▶ _ABOUT THIS EXERCISE_: Nothing but a full, exact copy of the data is needed.

DATA TO USE below:

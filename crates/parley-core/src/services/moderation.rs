//! Profanity filter applied to every piece of user text before it is stored.
//!
//! The whole text is lower-cased, then each denylisted term that stands as a
//! whole word is replaced with [`REPLACEMENT`]. Lower-casing everything keeps
//! the filter idempotent and matches what existing records already look like.

use once_cell::sync::Lazy;
use regex::Regex;

/// Written in place of every banned term.
pub const REPLACEMENT: &str = "*beep*";

/// Banned whole-word terms, English and Indonesian.
pub const BANNED_TERMS: &[&str] = &[
    "shit", "fuck", "anjing", "bangsat", "jancok", "cuk", "asu", "babi", "kampret", "tolol",
    "goblok", "bodoh",
];

static BANNED_PATTERN: Lazy<Regex> = Lazy::new(|| {
    let alternation = BANNED_TERMS
        .iter()
        .map(|term| regex::escape(term))
        .collect::<Vec<_>>()
        .join("|");
    Regex::new(&format!(r"(?i)\b(?:{alternation})\b")).expect("Banned term pattern is valid")
});

/// Moderate `text`. Total and side-effect free; `""` maps to `""`.
pub fn filter(text: &str) -> String {
    let lowered = text.to_lowercase();
    BANNED_PATTERN
        .replace_all(&lowered, REPLACEMENT)
        .into_owned()
}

End of DATA TO USE.

▶ _RESULT OF THE EXERCISE_:
filename crates/parley-core/src/services/moderation.rs
//! Profanity filter applied to every piece of user text before it is stored.
//!
//! The whole text is lower-cased, then each denylisted term that stands as a
//! whole word is replaced with [`REPLACEMENT`]. Lower-casing everything keeps
//! the filter idempotent and matches what existing records already look like.

use once_cell::sync::Lazy;
use regex::Regex;

/// Written in place of every banned term.
pub const REPLACEMENT: &str = "*beep*";

/// Banned whole-word terms, English and Indonesian.
pub const BANNED_TERMS: &[&str] = &[
    "shit", "fuck", "anjing", "bangsat", "jancok", "cuk", "asu", "babi", "kampret", "tolol",
    "goblok", "bodoh",
];

static BANNED_PATTERN: Lazy<Regex> = Lazy::new(|| {
    let alternation = BANNED_TERMS
        .iter()
        .map(|term| regex::escape(term))
        .collect::<Vec<_>>()
        .join("|");
    Regex::new(&format!(r"(?i)\b(?:{alternation})\b")).expect("Banned term pattern is valid")
});

/// Moderate `text`. Total and side-effect free; `""` maps to `""`.
pub fn filter(text: &str) -> String {
    let lowered = text.to_lowercase();
    BANNED_PATTERN
        .replace_all(&lowered, REPLACEMENT)
        .into_owned()
}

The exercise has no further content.